NEW YORK, April 18 (Reuters) – The dollar rose to a fresh two-year high on Monday in thin and choppy trading, in line with higher US Treasury yields, as investors braced for multiple half a percentage-point rate hikes from the Federal Reserve.
Volume was light on the day with Hong Kong, European, Australian and New Zealand markets closed for Easter Monday.
The US rate futures market has priced in a 96% chance of a 50 basis-point tightening at next month’s Fed policy meeting, and about 215 basis points in cumulative rate increases in 2022, providing ample support for the dollar.
The greenback also climbed to a new 20-year peak of 126.98 yen versus the Japanese currency, highlighting the contrast in monetary policy between a hawkish Fed and an ultra-dovish Bank of Japan.

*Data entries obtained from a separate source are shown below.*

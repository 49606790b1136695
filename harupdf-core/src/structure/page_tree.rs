//! Page tree structure according to ISO 32000-1 Section 7.7.3

use crate::objects::{Dictionary, Object, ObjectId};

/// An intermediate or root `/Pages` node.
#[derive(Debug, Clone, PartialEq)]
struct PagesNode {
    id: ObjectId,
    kids: Vec<ObjectId>,
    /// Leaf pages below this node.
    count: usize,
}

/// Page tree shape computed at save time.
#[derive(Debug, Clone, PartialEq)]
pub(crate) struct PageTree {
    root: PagesNode,
    intermediate: Vec<(PagesNode, ObjectId)>,
    /// Parent of each page, in page order.
    parents: Vec<ObjectId>,
}

impl PageTree {
    /// Groups `pages` under `root_id`.
    ///
    /// With `pages_per_node == 0` every page is a kid of the root. Otherwise
    /// no node holds more than `pages_per_node` kids and `allocate` numbers
    /// the intermediate nodes, bottom level first.
    pub fn build(
        root_id: ObjectId,
        pages: &[ObjectId],
        pages_per_node: usize,
        mut allocate: impl FnMut() -> ObjectId,
    ) -> Self {
        let mut parents = vec![root_id; pages.len()];
        let mut intermediate: Vec<(PagesNode, ObjectId)> = Vec::new();

        if pages_per_node < 2 || pages.len() <= pages_per_node {
            return Self {
                root: PagesNode {
                    id: root_id,
                    kids: pages.to_vec(),
                    count: pages.len(),
                },
                intermediate,
                parents,
            };
        }

        // Level 0 groups pages; later levels group the level below.
        let mut level: Vec<(ObjectId, usize)> = pages.iter().map(|&id| (id, 1)).collect();
        let mut first_level = true;
        while level.len() > pages_per_node {
            let mut next_level = Vec::new();
            for (chunk_index, chunk) in level.chunks(pages_per_node).enumerate() {
                let id = allocate();
                let count = chunk.iter().map(|(_, c)| c).sum();
                if first_level {
                    let start = chunk_index * pages_per_node;
                    parents[start..start + chunk.len()].fill(id);
                } else {
                    for (kid, _) in chunk {
                        set_parent(&mut intermediate, *kid, id);
                    }
                }
                intermediate.push((
                    PagesNode {
                        id,
                        kids: chunk.iter().map(|(kid, _)| *kid).collect(),
                        count,
                    },
                    root_id,
                ));
                next_level.push((id, count));
            }
            level = next_level;
            first_level = false;
        }

        Self {
            root: PagesNode {
                id: root_id,
                kids: level.iter().map(|(id, _)| *id).collect(),
                count: pages.len(),
            },
            intermediate,
            parents,
        }
    }

    /// `/Parent` of the page at `index`.
    pub fn parent_of(&self, index: usize) -> Option<ObjectId> {
        self.parents.get(index).copied()
    }

    /// The root dictionary first, then the intermediate nodes.
    pub fn node_objects(&self) -> Vec<(ObjectId, Object)> {
        let mut objects = vec![(self.root.id, node_dict(&self.root, None).into())];
        for (node, parent) in &self.intermediate {
            objects.push((node.id, node_dict(node, Some(*parent)).into()));
        }
        objects
    }
}

fn set_parent(nodes: &mut [(PagesNode, ObjectId)], kid: ObjectId, parent: ObjectId) {
    if let Some((_, p)) = nodes.iter_mut().find(|(node, _)| node.id == kid) {
        *p = parent;
    }
}

fn node_dict(node: &PagesNode, parent: Option<ObjectId>) -> Dictionary {
    let mut dict = Dictionary::typed("Pages");
    dict.set(
        "Kids",
        Object::Array(node.kids.iter().map(|id| Object::Reference(*id)).collect()),
    );
    dict.set("Count", node.count);
    if let Some(parent) = parent {
        dict.set("Parent", parent);
    }
    dict
}
impl PageMut<'_> {
    // ---- text object ----

    /// `BT`; the text matrix and position start at the identity.
    pub fn begin_text(&mut self) -> Result<()> {
        self.check_mode("BT", ModeSet::PAGE_DESCRIPTION)?;
        self.emit("BT");
        self.text_matrix = TransMatrix::IDENTITY;
        self.text_pos = Point::default();
        self.mode = GraphicsMode::TextObject;
        Ok(())
    }

    pub fn end_text(&mut self) -> Result<()> {
        self.check_mode("ET", ModeSet::TEXT_OBJECT)?;
        self.emit("ET");
        self.text_pos = Point::default();
        self.mode = GraphicsMode::PageDescription;
        Ok(())
    }

    // ---- text state ----

    pub fn set_font_and_size(&mut self, font: FontRef, size: f32) -> Result<()> {
        self.check_mode("Tf", ModeSet::GENERAL_STATE)?;
        self.doc.font_index(font)?;
        if !(size > 0.0 && size <= MAX_FONT_SIZE) {
            return Err(PdfError::PageInvalidFontSize(size));
        }

        let name = self.font_resource(font);
        self.emit(format!("/{name} {} Tf", fmt_num(size)));
        let state = self.state_mut();
        state.font = Some(font);
        state.font_size = size;
        Ok(())
    }

    pub fn set_char_space(&mut self, value: f32) -> Result<()> {
        self.check_mode("Tc", ModeSet::GENERAL_STATE)?;
        check_spacing("character spacing", value)?;
        self.emit(format!("{} Tc", fmt_num(value)));
        self.state_mut().char_space = value;
        Ok(())
    }

    pub fn set_word_space(&mut self, value: f32) -> Result<()> {
        self.check_mode("Tw", ModeSet::GENERAL_STATE)?;
        check_spacing("word spacing", value)?;
        self.write_word_space(value);
        Ok(())
    }

    fn write_word_space(&mut self, value: f32) {
        self.emit(format!("{} Tw", fmt_num(value)));
        self.state_mut().word_space = value;
    }

    /// Percentage of the normal glyph width, 10 to 300.
    pub fn set_horizontal_scaling(&mut self, value: f32) -> Result<()> {
        self.check_mode("Tz", ModeSet::GENERAL_STATE)?;
        if !(MIN_HORIZONTAL_SCALING..=MAX_HORIZONTAL_SCALING).contains(&value) {
            return Err(PdfError::PageOutOfRange(format!("horizontal scaling {value}")));
        }
        self.emit(format!("{} Tz", fmt_num(value)));
        self.state_mut().horizontal_scaling = value;
        Ok(())
    }

    pub fn set_text_leading(&mut self, value: f32) -> Result<()> {
        self.check_mode("TL", ModeSet::GENERAL_STATE)?;
        Self::check_finite("TL", &[value])?;
        self.emit(format!("{} TL", fmt_num(value)));
        self.state_mut().text_leading = value;
        Ok(())
    }

    pub fn set_text_rendering_mode(&mut self, mode: TextRenderingMode) -> Result<()> {
        self.check_mode("Tr", ModeSet::GENERAL_STATE)?;
        self.emit(format!("{} Tr", mode as u8));
        self.state_mut().rendering_mode = mode;
        Ok(())
    }

    pub fn set_text_rise(&mut self, value: f32) -> Result<()> {
        self.check_mode("Ts", ModeSet::GENERAL_STATE)?;
        Self::check_finite("Ts", &[value])?;
        self.emit(format!("{} Ts", fmt_num(value)));
        self.state_mut().text_rise = value;
        Ok(())
    }

    // ---- positioning ----

    /// Moves to the start of the next line, offset from the start of the
    /// current one (`Td`).
    pub fn move_text_pos(&mut self, x: f32, y: f32) -> Result<()> {
        self.check_mode("Td", ModeSet::TEXT_OBJECT)?;
        Self::check_finite("Td", &[x, y])?;
        self.emit(format!("{} {} Td", fmt_num(x), fmt_num(y)));
        self.apply_text_offset(x, y);
        Ok(())
    }

    /// `TD`: like [`PageMut::move_text_pos`] and sets the leading to `-y`.
    pub fn move_text_pos_set_leading(&mut self, x: f32, y: f32) -> Result<()> {
        self.check_mode("TD", ModeSet::TEXT_OBJECT)?;
        Self::check_finite("TD", &[x, y])?;
        self.emit(format!("{} {} TD", fmt_num(x), fmt_num(y)));
        self.apply_text_offset(x, y);
        self.state_mut().text_leading = -y;
        Ok(())
    }

    pub fn move_to_next_line(&mut self) -> Result<()> {
        self.check_mode("T*", ModeSet::TEXT_OBJECT)?;
        self.emit("T*");
        self.apply_next_line();
        Ok(())
    }

    /// Replaces the text matrix (`Tm`).
    pub fn set_text_matrix(
        &mut self,
        a: f32,
        b: f32,
        c: f32,
        d: f32,
        x: f32,
        y: f32,
    ) -> Result<()> {
        self.check_mode("Tm", ModeSet::TEXT_OBJECT)?;
        Self::check_finite("Tm", &[a, b, c, d, x, y])?;
        if (a == 0.0 || d == 0.0) && (b == 0.0 || c == 0.0) {
            return Err(PdfError::InvalidParameter(format!(
                "degenerate text matrix [{a} {b} {c} {d}]"
            )));
        }
        let m = TransMatrix::new(a, b, c, d, x, y);
        self.emit(matrix_operands(&m, "Tm"));
        self.text_matrix = m;
        self.text_pos = Point::new(x, y);
        Ok(())
    }

    fn apply_text_offset(&mut self, x: f32, y: f32) {
        let tm = &mut self.text_matrix;
        tm.x += x * tm.a + y * tm.c;
        tm.y += y * tm.d + x * tm.b;
        self.text_pos = Point::new(self.text_matrix.x, self.text_matrix.y);
    }

    fn apply_next_line(&mut self) {
        let leading = self.state().text_leading;
        let tm = &mut self.text_matrix;
        tm.x -= leading * tm.c;
        tm.y -= leading * tm.d;
        self.text_pos = Point::new(self.text_matrix.x, self.text_matrix.y);
    }

    /// Offsets for `Td` that land the line start on `(x, y)`.
    fn offset_to(&self, x: f32, y: f32) -> Result<(f32, f32)> {
        let tm = self.text_matrix;
        let det = tm.a * tm.d - tm.b * tm.c;
        if det == 0.0 {
            return Err(PdfError::InvalidParameter("text matrix is not invertible".to_string()));
        }
        let (ex, ey) = (x - tm.x, y - tm.y);
        Ok(((tm.d * ex - tm.c * ey) / det, (tm.a * ey - tm.b * ex) / det))
    }

    // ---- showing text ----

    /// Shows `text` at the current position (`Tj`) and advances past it.
    pub fn show_text(&mut self, text: impl AsRef<[u8]>) -> Result<()> {
        let text = text.as_ref();
        self.check_mode("Tj", ModeSet::TEXT_OBJECT)?;
        let font = self.text_font(text)?;
        if text.is_empty() {
            return Ok(());
        }
        self.write_text(font, text, "Tj");
        Ok(())
    }

    /// Moves to the next line and shows `text` (`'`).
    pub fn show_text_next_line(&mut self, text: impl AsRef<[u8]>) -> Result<()> {
        let text = text.as_ref();
        self.check_mode("'", ModeSet::TEXT_OBJECT)?;
        let font = self.text_font(text)?;
        if text.is_empty() {
            self.emit("T*");
            self.apply_next_line();
            return Ok(());
        }
        self.apply_next_line();
        self.write_text(font, text, "'");
        Ok(())
    }

    /// Sets word and character spacing, moves to the next line and shows
    /// `text` (`"`).
    pub fn show_text_next_line_ex(
        &mut self,
        word_space: f32,
        char_space: f32,
        text: impl AsRef<[u8]>,
    ) -> Result<()> {
        let text = text.as_ref();
        self.check_mode("\"", ModeSet::TEXT_OBJECT)?;
        check_spacing("word spacing", word_space)?;
        check_spacing("character spacing", char_space)?;
        let font = self.text_font(text)?;

        let state = self.state_mut();
        state.word_space = word_space;
        state.char_space = char_space;
        self.apply_next_line();

        let spacing = format!("{} {} ", fmt_num(word_space), fmt_num(char_space));
        self.write_text_with(font, text, &spacing, "\"");
        Ok(())
    }

    /// Shows `text` with its line start at `(x, y)` in text space.
    pub fn text_out(&mut self, x: f32, y: f32, text: impl AsRef<[u8]>) -> Result<()> {
        let text = text.as_ref();
        self.check_mode("TextOut", ModeSet::TEXT_OBJECT)?;
        Self::check_finite("TextOut", &[x, y])?;
        let font = self.text_font(text)?;
        let (dx, dy) = self.offset_to(x, y)?;

        self.emit(format!("{} {} Td", fmt_num(dx), fmt_num(dy)));
        self.apply_text_offset(dx, dy);
        if !text.is_empty() {
            self.write_text(font, text, "Tj");
        }
        Ok(())
    }

    /// Flows `text` into the box top-down and returns the bytes placed.
    ///
    /// The first baseline sits one ascent below `top`; lines advance by
    /// the leading, or the font size while the leading is 0. Lines that
    /// fit stay drawn when the rest does not, and
    /// [`PdfError::PageInsufficientSpace`] reports how much was placed.
    pub fn text_rect(
        &mut self,
        left: f32,
        top: f32,
        right: f32,
        bottom: f32,
        text: impl AsRef<[u8]>,
        align: TextAlignment,
    ) -> Result<usize> {
        let text = text.as_ref();
        self.check_mode("TextRect", ModeSet::TEXT_OBJECT)?;
        Self::check_finite("TextRect", &[left, top, right, bottom])?;
        let font = self.text_font(text)?;

        let state = self.state().clone();
        let ascent = f32::from(self.doc.fonts[font].font.ascent()) * state.font_size / 1000.0;
        let line_height = if state.text_leading == 0.0 {
            state.font_size
        } else {
            state.text_leading
        };
        let box_width = right - left;
        let scale = state.horizontal_scaling / 100.0;

        let mut baseline = top - ascent;
        let mut printed = 0;
        while printed < text.len() && baseline >= bottom {
            let rest = &text[printed..];
            let fitted = self.doc.fonts[font].font.measure_text(
                rest,
                box_width / scale,
                state.font_size,
                state.char_space,
                state.word_space,
                true,
            );
            if fitted == 0 {
                break;
            }

            let line = &rest[..fitted];
            let last_line = printed + fitted == text.len() || line.last() == Some(&b'\n');
            let drawn = trim_trailing_white_space(line);
            let line_width = self.width_in_user_space(font, drawn);

            let x = match align {
                TextAlignment::Left | TextAlignment::Justify => left,
                TextAlignment::Right => right - line_width,
                TextAlignment::Center => left + (box_width - line_width) / 2.0,
            };
            let spaces = self.doc.fonts[font].font.text_width(drawn).numspace;
            let justify = align == TextAlignment::Justify && !last_line && spaces > 0;

            let (dx, dy) = self.offset_to(x, baseline)?;
            self.emit(format!("{} {} Td", fmt_num(dx), fmt_num(dy)));
            self.apply_text_offset(dx, dy);

            if justify {
                let extra = (box_width - line_width) / spaces as f32 / scale;
                self.write_word_space(state.word_space + extra);
            }
            if !drawn.is_empty() {
                self.write_text(font, drawn, "Tj");
            }
            if justify {
                self.write_word_space(state.word_space);
            }

            printed += fitted;
            baseline -= line_height;
        }

        if printed < text.len() {
            return Err(PdfError::PageInsufficientSpace { printed });
        }
        Ok(printed)
    }

    // ---- measurement ----

    /// Width of `text` in the current font, size and spacing, scaled by
    /// the horizontal scaling.
    pub fn text_width(&self, text: impl AsRef<[u8]>) -> Result<f32> {
        let font = self.current_font_index()?;
        Ok(self.width_in_user_space(font, text.as_ref()))
    }

    /// Longest prefix of `text`, in bytes, that fits `width` in the current
    /// font and spacing.
    pub fn measure_text(
        &self,
        text: impl AsRef<[u8]>,
        width: f32,
        word_wrap: bool,
    ) -> Result<usize> {
        let font = self.current_font_index()?;
        let state = self.state();
        Ok(self.doc.fonts[font].font.measure_text(
            text,
            width,
            state.font_size,
            state.char_space,
            state.word_space,
            word_wrap,
        ))
    }

    fn current_font_index(&self) -> Result<usize> {
        let font = self.state().font.ok_or(PdfError::PageFontNotFound)?;
        self.doc.font_index(font)
    }

    /// Font arena index for showing `text`, after the length check.
    fn text_font(&self, text: &[u8]) -> Result<usize> {
        let font = self.current_font_index()?;
        if text.len() > MAX_TEXT_LEN {
            return Err(PdfError::StringOutOfRange(text.len()));
        }
        Ok(font)
    }

    fn width_in_user_space(&self, font: usize, text: &[u8]) -> f32 {
        let tw = self.doc.fonts[font].font.text_width(text);
        let state = self.state();
        let width = tw.width as f32 * state.font_size / 1000.0
            + state.char_space * tw.numchars as f32
            + state.word_space * tw.numspace as f32;
        width * state.horizontal_scaling / 100.0
    }

    /// Writes the string operand and operator, then advances the text
    /// position by the string's width.
    fn write_text(&mut self, font: usize, text: &[u8], operator: &str) {
        self.write_text_with(font, text, "", operator);
    }

    /// `operands` precede the string, as for `"`.
    fn write_text_with(&mut self, font: usize, text: &[u8], operands: &str, operator: &str) {
        let mut line = operands.as_bytes().to_vec();
        if self.doc.fonts[font].font.is_double_byte() {
            line.extend_from_slice(hex_literal(text).as_bytes());
        } else {
            line.extend_from_slice(&escape_literal(text));
        }
        line.push(b' ');
        line.extend_from_slice(operator.as_bytes());
        self.emit(line);

        let advance = self.width_in_user_space(font, text);
        let tm = &mut self.text_matrix;
        tm.x += advance * tm.a;
        tm.y += advance * tm.b;
        self.text_pos = Point::new(self.text_matrix.x, self.text_matrix.y);
    }
}
//! RC4 stream cipher used by the standard security handler

/// RC4 cipher state. Encryption and decryption are the same operation.
#[derive(Clone)]
pub struct Rc4 {
    s: [u8; 256],
    i: u8,
    j: u8,
}

impl Rc4 {
    /// Runs the key schedule. An empty key yields the identity permutation.
    pub fn new(key: &[u8]) -> Self {
        let mut s = [0u8; 256];
        for (i, byte) in s.iter_mut().enumerate() {
            *byte = i as u8;
        }

        if !key.is_empty() {
            let mut j = 0u8;
            for i in 0..256 {
                j = j.wrapping_add(s[i]).wrapping_add(key[i % key.len()]);
                s.swap(i, j as usize);
            }
        }

        Self { s, i: 0, j: 0 }
    }

    pub fn apply_keystream(&mut self, data: &mut [u8]) {
        for byte in data.iter_mut() {
            self.i = self.i.wrapping_add(1);
            self.j = self.j.wrapping_add(self.s[self.i as usize]);
            self.s.swap(self.i as usize, self.j as usize);

            let idx = self.s[self.i as usize].wrapping_add(self.s[self.j as usize]);
            *byte ^= self.s[idx as usize];
        }
    }
}

/// One-shot RC4 over `data` with a fresh key schedule.
pub fn rc4(key: &[u8], data: &[u8]) -> Vec<u8> {
    let mut out = data.to_vec();
    Rc4::new(key).apply_keystream(&mut out);
    out
}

The benchmark US 10-year Treasury yield, meanwhile, touched a three-year high of 2.884% .
The dollar index , a gauge of the greenback’s value against six major currencies, surged to 100.86, the highest since April 2020. It was last up 0.3% at 100.77.
“There is indeed history that when the Fed plans for hiking and tightening, the buck ends up losing during those cycles, but at the moment there is little in optimism out there that can knock the buck down,” said Juan Perez, director of FX trading at Monex USA in Washington.

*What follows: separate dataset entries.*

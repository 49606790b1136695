//! Encoders translate between text bytes and Unicode.
//!
//! Single-byte encoders carry a 256-entry code table. Double-byte encoders
//! name a predefined CMap and classify bytes as lead or trail bytes of
//! multi-byte characters; their Unicode mapping goes through the matching
//! `encoding_rs` codec.

use encoding_rs::Encoding;
use std::collections::HashMap;

use crate::text::glyph_names::glyph_name;

#[derive(Debug, Clone, Copy, PartialEq, Eq, Hash)]
pub enum EncoderType {
    SingleByte,
    DoubleByte,
    Uninitialized,
}

#[derive(Debug, Clone, Copy, PartialEq, Eq, Hash)]
pub enum ByteType {
    Single,
    Lead,
    Trail,
    Unknown,
}

#[derive(Debug, Clone, Copy, PartialEq, Eq, Hash, Default)]
pub enum WritingMode {
    #[default]
    Horizontal,
    Vertical,
}

/// Encodings a simple font dictionary can name without `/Differences`.
#[derive(Debug, Clone, Copy, PartialEq, Eq, Hash)]
pub enum BaseEncoding {
    Standard,
    WinAnsi,
    MacRoman,
    FontSpecific,
}

impl BaseEncoding {
    pub fn pdf_name(self) -> Option<&'static str> {
        match self {
            BaseEncoding::Standard => Some("StandardEncoding"),
            BaseEncoding::WinAnsi => Some("WinAnsiEncoding"),
            BaseEncoding::MacRoman => Some("MacRomanEncoding"),
            BaseEncoding::FontSpecific => None,
        }
    }
}

pub const STANDARD_ENCODING: &str = "StandardEncoding";
pub const WIN_ANSI_ENCODING: &str = "WinAnsiEncoding";
pub const MAC_ROMAN_ENCODING: &str = "MacRomanEncoding";
pub const FONT_SPECIFIC: &str = "FontSpecific";

/// Every built-in single-byte encoder name.
pub const SINGLE_BYTE_ENCODINGS: &[&str] = &[
    STANDARD_ENCODING,
    MAC_ROMAN_ENCODING,
    WIN_ANSI_ENCODING,
    FONT_SPECIFIC,
    "ISO8859-2",
    "ISO8859-3",
    "ISO8859-4",
    "ISO8859-5",
    "ISO8859-6",
    "ISO8859-7",
    "ISO8859-8",
    "ISO8859-9",
    "ISO8859-10",
    "ISO8859-11",
    "ISO8859-13",
    "ISO8859-14",
    "ISO8859-15",
    "ISO8859-16",
    "CP1250",
    "CP1251",
    "CP1252",
    "CP1253",
    "CP1254",
    "CP1255",
    "CP1256",
    "CP1257",
    "CP1258",
    "KOI8-R",
];

// 0x80..=0x9F of WinAnsiEncoding; zero marks an undefined code.
const WIN_ANSI_HIGH: [u16; 32] = [
    0x20AC, 0x0000, 0x201A, 0x0192, 0x201E, 0x2026, 0x2020, 0x2021, 0x02C6, 0x2030, 0x0160,
    0x2039, 0x0152, 0x0000, 0x017D, 0x0000, 0x0000, 0x2018, 0x2019, 0x201C, 0x201D, 0x2022,
    0x2013, 0x2014, 0x02DC, 0x2122, 0x0161, 0x203A, 0x0153, 0x0000, 0x017E, 0x0178,
];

Speculators’ net long bets on the US dollar fell for a second straight week, according to calculations by Reuters and US Commodity Futures Trading Commission data released on Friday. The value of the net long dollar position was USD 13.22 billion for the week ended April 12.
The currency positioning lacked “a clear sense of narrative for the reduction in US dollar bullish sentiment,” while a further rise in bearish bets in the Swiss franc and the yen “reflected the US dollar’s yield advantage over these two currencies – whose respective central banks remain far from tightening policy,” Scotiabank said in a research note.
The yen, on the other hand, earlier came off a 20-year low after both Bank of Japan Governor Haruhiko Kuroda and Finance Minister Shunichi Suzuki voiced concerns about their weakening currency. The rally proved short-lived as the yen hit a fresh 20-year trough in the New York session, and was last up 0.3% at 126.93 yen.
“There’s growing speculation about FX intervention to save the yen, although that seems unlikely,” Marios Hadjikyriacos, senior investment analyst at forex broker XM, wrote in a research note. “Japan would have to intervene alone since the Americans and Europeans wouldn’t agree to weaken their own currencies in this inflationary environment, and Japanese authorities haven’t even described the moves as ‘disorderly’ yet to foreshadow action.”
Across the Atlantic, the euro , hamstrung by a lack of clarity on when rates in the euro zone would rise, was down 0.3% at USD 1.0782, just off last week’s low of USD 1.0758, a level unseen since April 2020.